You can develop the foundational skills you need to advance to building neural networks and creating more complex functions through the Python and R programming languages. Machine learning is a branch of artificial intelligence (AI) and computer science which focuses on the use of data and algorithms to imitate the way that humans learn, gradually improving its accuracy. Machine Learning A-Z course from zero with Python, Kaggle, Pandas and Numpy for data analysis with hands-on examples The deepest is formed by the C+ + library functions for computing with real and complex numbers.Ī list of errata can be found on the author’s personal webpage.Welcome to the ” Machine Learning & Data Science with Python, Kaggle & Pandas “ Course Examples are included to demonstrate their use. Rather than describing programs implementing specific numerical techniques to solve specific applica tion problems, the book constructs reusable tools with which you can implement many techniques for solving broad classes of problems.
What's new here is the emphasis on software tools and on OOP techniques for handling vectors, polynomials, and matrices.

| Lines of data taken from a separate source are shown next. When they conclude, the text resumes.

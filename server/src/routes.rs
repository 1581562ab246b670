use std::sync::atomic::Ordering;
use std::time::Instant;

use axum::{
    body::Bytes,
    extract::{rejection::JsonRejection, Multipart, Path, State},
    http::header,
    response::IntoResponse,
    Json,
};
use serde::{Deserialize, Serialize};
use tracing::{error, info, warn};
use voice_core::{FeaturePolicy, PipelineError, SynthesisOutput};

use crate::error::ApiError;
use crate::metrics::{DetailedMetricsResponse, EndpointMetricsResponse, SystemMetrics};
use crate::validation::{validate_audio_file_name, validate_text, validate_text_length};
use crate::AppState;

/// Sentence synthesized by the self-test endpoint
pub const TEST_SENTENCE: &str = "Hello Nicolette! This is a test of the voice cloning server.";

fn default_voice_id() -> String {
    "reference".to_string()
}

fn default_rate() -> f32 {
    1.0
}

/// Body of `/clone-voice` and `/generate-speech`. Only `text` drives the
/// output; the rest is accepted for client compatibility.
#[derive(Debug, Deserialize)]
pub struct VoiceCloneRequest {
    pub text: Option<String>,
    #[serde(default = "default_voice_id")]
    pub voice_id: String,
    #[serde(default = "default_rate")]
    pub speed: f32,
    #[serde(default = "default_rate")]
    pub pitch: f32,
}

#[derive(Debug, Serialize)]
pub struct SpeechResponse {
    pub success: bool,
    #[serde(skip_serializing_if = "Option::is_none")]
    pub audio_url: Option<String>,
    #[serde(skip_serializing_if = "Option::is_none")]
    pub duration: Option<f64>,
    pub message: String,
}

impl SpeechResponse {
    fn generated(output: &SynthesisOutput) -> Self {
        Self {
            success: true,
            audio_url: Some(audio_url(output)),
            duration: Some(output.duration_secs),
            message: "Voice cloned successfully".to_string(),
        }
    }

    fn failed(message: impl Into<String>) -> Self {
        Self {
            success: false,
            audio_url: None,
            duration: None,
            message: message.into(),
        }
    }
}

#[derive(Serialize)]
pub struct RootResponse {
    pub message: &'static str,
    pub status: &'static str,
    pub ready: bool,
}

#[derive(Serialize)]
pub struct StatusResponse {
    pub status: &'static str,
    pub device: &'static str,
    pub sample_rate: u32,
    pub reference_loaded: bool,
}

#[derive(Serialize)]
pub struct UploadResponse {
    pub success: bool,
    pub message: String,
    pub duration: f64,
    pub sample_rate: u32,
}

#[derive(Serialize)]
pub struct TestResponse {
    pub success: bool,
    pub message: String,
    #[serde(skip_serializing_if = "Option::is_none")]
    pub audio_url: Option<String>,
    #[serde(skip_serializing_if = "Option::is_none")]
    pub duration: Option<f64>,
    #[serde(skip_serializing_if = "Option::is_none")]
    pub text: Option<&'static str>,
}

fn audio_url(output: &SynthesisOutput) -> String {
    format!("/audio/{}", output.file_name)
}

/// Run the CPU-bound pipeline off the async runtime, recording the outcome.
async fn run_pipeline(
    state: &AppState,
    text: String,
    policy: FeaturePolicy,
) -> Result<SynthesisOutput, ApiError> {
    let cloner = state.cloner.clone();
    let result = tokio::task::spawn_blocking(move || cloner.clone_to_file(&text, policy))
        .await
        .map_err(|e| {
            error!(stage = "synthesis", "Task join error: {e}");
            ApiError::InternalError(format!("Task join error: {e}"))
        })?;

    let synthesis = &state.metrics.synthesis;
    match result {
        Ok(output) => {
            synthesis.record_synthesis(output.sample_count);
            if output.used_default_features {
                synthesis.record_default_fallback();
            }
            Ok(output)
        }
        Err(e) => {
            if matches!(e, PipelineError::Extraction(_)) {
                synthesis.record_extraction_failure();
            }
            Err(e.into())
        }
    }
}

pub async fn root(State(state): State<AppState>) -> Json<RootResponse> {
    Json(RootResponse {
        message: "Voice Cloning API",
        status: "running",
        ready: state.cloner.is_ready(),
    })
}

pub async fn status(State(state): State<AppState>) -> Json<StatusResponse> {
    let cloner = &state.cloner;
    Json(StatusResponse {
        status: if cloner.is_ready() { "ready" } else { "initializing" },
        device: cloner.device(),
        sample_rate: cloner.sample_rate(),
        reference_loaded: cloner.reference_loaded(),
    })
}

pub async fn health_check() -> &'static str {
    "ok"
}

/// Not-ready and extraction failures are real HTTP errors; everything else
/// is reported in a 200 body with `success: false`. Blank text is not an
/// error: it synthesizes an empty clip with duration 0.
pub async fn clone_voice(
    State(state): State<AppState>,
    payload: Result<Json<VoiceCloneRequest>, JsonRejection>,
) -> Result<Json<SpeechResponse>, ApiError> {
    state.request_count.fetch_add(1, Ordering::Relaxed);
    let start = Instant::now();
    let endpoint = &state.metrics.synthesis_endpoints;

    let outcome = match payload {
        Err(rejection) => Ok(SpeechResponse::failed(rejection.body_text())),
        Ok(Json(req)) => clone_voice_inner(&state, req).await,
    };

    endpoint.record_request(start.elapsed().as_millis() as u64);
    match outcome {
        Ok(response) => {
            if !response.success {
                endpoint.record_error();
            }
            Ok(Json(response))
        }
        Err(e) => {
            endpoint.record_error();
            Err(e)
        }
    }
}

async fn clone_voice_inner(
    state: &AppState,
    req: VoiceCloneRequest,
) -> Result<SpeechResponse, ApiError> {
    let Some(text) = req.text else {
        return Ok(SpeechResponse::failed("No text provided"));
    };
    if let Err(e) = validate_text_length(&text) {
        return Ok(SpeechResponse::failed(e.to_string()));
    }
    if !state.cloner.is_ready() {
        return Err(ApiError::NotReady);
    }
    info!(
        voice_id = %req.voice_id,
        speed = req.speed,
        pitch = req.pitch,
        "clone-voice request"
    );

    match run_pipeline(state, text, FeaturePolicy::Strict).await {
        Ok(output) => Ok(SpeechResponse::generated(&output)),
        Err(e @ (ApiError::NotReady | ApiError::Extraction(_))) => Err(e),
        Err(e) => {
            error!(stage = "synthesis", error = %e, "error cloning voice");
            Ok(SpeechResponse::failed(e.to_string()))
        }
    }
}

/// Lenient variant of `/clone-voice`: the body is parsed by hand and every
/// failure is reported as `success: false` with HTTP 200.
pub async fn generate_speech(State(state): State<AppState>, body: Bytes) -> Json<SpeechResponse> {
    state.request_count.fetch_add(1, Ordering::Relaxed);
    let start = Instant::now();
    let endpoint = &state.metrics.synthesis_endpoints;

    let response = match generate_speech_inner(&state, &body).await {
        Ok(output) => SpeechResponse::generated(&output),
        Err(e) => {
            warn!(stage = "generate-speech", error = %e, "speech generation failed");
            endpoint.record_error();
            SpeechResponse::failed(e.to_string())
        }
    };
    endpoint.record_request(start.elapsed().as_millis() as u64);
    Json(response)
}

async fn generate_speech_inner(state: &AppState, body: &[u8]) -> Result<SynthesisOutput, ApiError> {
    let req: VoiceCloneRequest = serde_json::from_slice(body)
        .map_err(|e| ApiError::InvalidInput(format!("Invalid JSON body: {e}")))?;
    let text = req
        .text
        .ok_or_else(|| ApiError::InvalidInput("No text provided".to_string()))?;
    validate_text(&text)?;
    run_pipeline(state, text, FeaturePolicy::Strict).await
}

pub async fn upload_reference(
    State(state): State<AppState>,
    mut multipart: Multipart,
) -> Result<Json<UploadResponse>, ApiError> {
    state.request_count.fetch_add(1, Ordering::Relaxed);
    let start = Instant::now();
    let endpoint = &state.metrics.upload_endpoint;

    let result = upload_reference_inner(&state, &mut multipart).await;
    endpoint.record_request(start.elapsed().as_millis() as u64);
    if result.is_err() {
        endpoint.record_error();
    }
    result.map(Json)
}

async fn upload_reference_inner(
    state: &AppState,
    multipart: &mut Multipart,
) -> Result<UploadResponse, ApiError> {
    let mut upload = None;
    while let Some(field) = multipart
        .next_field()
        .await
        .map_err(|e| ApiError::InvalidInput(format!("Malformed multipart body: {e}")))?
    {
        if field.name() == Some("file") {
            let bytes = field
                .bytes()
                .await
                .map_err(|e| ApiError::InvalidInput(format!("Could not read upload: {e}")))?;
            upload = Some(bytes);
            break;
        }
    }
    let bytes = upload.ok_or_else(|| ApiError::InvalidInput("No file provided".to_string()))?;
    info!(bytes = bytes.len(), "reference upload received");

    let cloner = state.cloner.clone();
    let info = tokio::task::spawn_blocking(move || cloner.replace_reference_bytes(&bytes))
        .await
        .map_err(|e| ApiError::InternalError(format!("Task join error: {e}")))??;
    state.metrics.synthesis.record_upload();

    Ok(UploadResponse {
        success: true,
        message: "Reference audio uploaded successfully".to_string(),
        duration: info.duration_secs,
        sample_rate: info.sample_rate,
    })
}

pub async fn audio(
    State(state): State<AppState>,
    Path(filename): Path<String>,
) -> Result<impl IntoResponse, ApiError> {
    validate_audio_file_name(&filename)?;
    let path = state
        .cloner
        .audio_file(&filename)
        .ok_or_else(|| ApiError::NotFound("Audio file not found".to_string()))?;
    let bytes = tokio::fs::read(&path).await.map_err(|e| {
        warn!(file = %filename, error = %e, "could not read generated audio");
        ApiError::NotFound("Audio file not found".to_string())
    })?;
    Ok(([(header::CONTENT_TYPE, "audio/wav")], bytes))
}

/// End-to-end self check. Synthesizes with default characteristics when the
/// reference cannot be analysed; any failure is a `success: false` body.
pub async fn test_synthesis(State(state): State<AppState>) -> Json<TestResponse> {
    state.request_count.fetch_add(1, Ordering::Relaxed);
    let start = Instant::now();
    let result = run_pipeline(&state, TEST_SENTENCE.to_string(), FeaturePolicy::FallbackToDefaults).await;

    let endpoint = &state.metrics.synthesis_endpoints;
    endpoint.record_request(start.elapsed().as_millis() as u64);
    let response = match result {
        Ok(output) => TestResponse {
            success: true,
            message: "Test successful".to_string(),
            audio_url: Some(audio_url(&output)),
            duration: Some(output.duration_secs),
            text: Some(TEST_SENTENCE),
        },
        Err(e) => {
            endpoint.record_error();
            warn!(stage = "test", error = %e, "self test failed");
            TestResponse {
                success: false,
                message: e.to_string(),
                audio_url: None,
                duration: None,
                text: None,
            }
        }
    };
    Json(response)
}

pub async fn metrics_endpoint(State(state): State<AppState>) -> Json<DetailedMetricsResponse> {
    let mut system = sysinfo::System::new();
    system.refresh_cpu();
    system.refresh_memory();

    let cpu_usage = system.global_cpu_info().cpu_usage();
    let memory_used = system.used_memory();
    let memory_total = system.total_memory();
    let memory_usage_percent = if memory_total > 0 {
        (memory_used as f64 / memory_total as f64 * 100.0) as f32
    } else {
        0.0
    };

    Json(DetailedMetricsResponse {
        timestamp: chrono::Utc::now(),
        system: SystemMetrics {
            cpu_usage_percent: cpu_usage,
            memory_used_mb: memory_used / 1024 / 1024,
            memory_total_mb: memory_total / 1024 / 1024,
            memory_usage_percent,
            request_count: state.request_count.load(Ordering::Relaxed),
            uptime_seconds: state.started_at.elapsed().as_secs(),
        },
        endpoints: EndpointMetricsResponse {
            synthesis: state.metrics.synthesis_endpoints.stats(),
            upload: state.metrics.upload_endpoint.stats(),
        },
        synthesis: state.metrics.synthesis.stats(),
    })
}
/// Percentile `p` (0..=100) with linear interpolation between order statistics.
///
/// Returns `None` for an empty input. NaNs sort last.
pub fn percentile(values: &[f64], p: f64) -> Option<f64> {
    if values.is_empty() {
        return None;
    }
    let mut sorted = values.to_vec();
    sorted.sort_unstable_by(|a, b| a.total_cmp(b));

    let rank = (p.clamp(0.0, 100.0) / 100.0) * (sorted.len() - 1) as f64;
    let lo = rank.floor() as usize;
    let hi = rank.ceil() as usize;
    let frac = rank - lo as f64;
    Some(sorted[lo] + (sorted[hi] - sorted[lo]) * frac)
}

pub fn median(values: &[f64]) -> Option<f64> {
    percentile(values, 50.0)
}

/// Arithmetic mean, `None` when empty
pub fn mean(values: &[f64]) -> Option<f64> {
    if values.is_empty() {
        None
    } else {
        Some(values.iter().sum::<f64>() / values.len() as f64)
    }
}

/// Median of a slice that is already small; used by the HPSS filters.
pub(crate) fn median_in_place(window: &mut [f64]) -> f64 {
    window.sort_unstable_by(|a, b| a.total_cmp(b));
    let n = window.len();
    if n % 2 == 1 {
        window[n / 2]
    } else {
        0.5 * (window[n / 2 - 1] + window[n / 2])
    }
}

#[cfg(test)]
mod tests {
    use super::*;

    #[test]
    fn test_percentile_interpolates() {
        let v = [1.0, 2.0, 3.0, 4.0];
        assert_eq!(percentile(&v, 0.0), Some(1.0));
        assert_eq!(percentile(&v, 100.0), Some(4.0));
        assert!((percentile(&v, 90.0).unwrap() - 3.7).abs() < 1e-12);
    }

    #[test]
    fn test_median_even_and_odd() {
        assert_eq!(median(&[3.0, 1.0, 2.0]), Some(2.0));
        assert_eq!(median(&[4.0, 1.0, 3.0, 2.0]), Some(2.5));
        assert_eq!(median(&[]), None);
    }

    #[test]
    fn test_mean() {
        assert_eq!(mean(&[1.0, 2.0, 6.0]), Some(3.0));
        assert_eq!(mean(&[]), None);
    }
}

The book is heavily weighted toward software development. On this foundation routines are constructed for solving nonlinear equations, linear and nonlinear systems of equations, and eigenvalue problems. The most basic include details of computation with floating-point real and complex numbers mathematical functions in the C+ + Library and a general OOP framework for vector, polynomial, and matrix algebra. At the core of most scientific or engineering application programs are some of the concepts and techniques presented here. The toolkit and its description and background discussions cover the most fundamental aspects of numerical analysis. However, the book describes few features specific to that product. 02, for IBM-compatible personal computers. Its development environment is the Borland International, Inc.
0, and makes essential use of that language's Object-Oriented Programming (OOP) features.
This book describes the design, construction, and use of a numerical analysis software toolkit.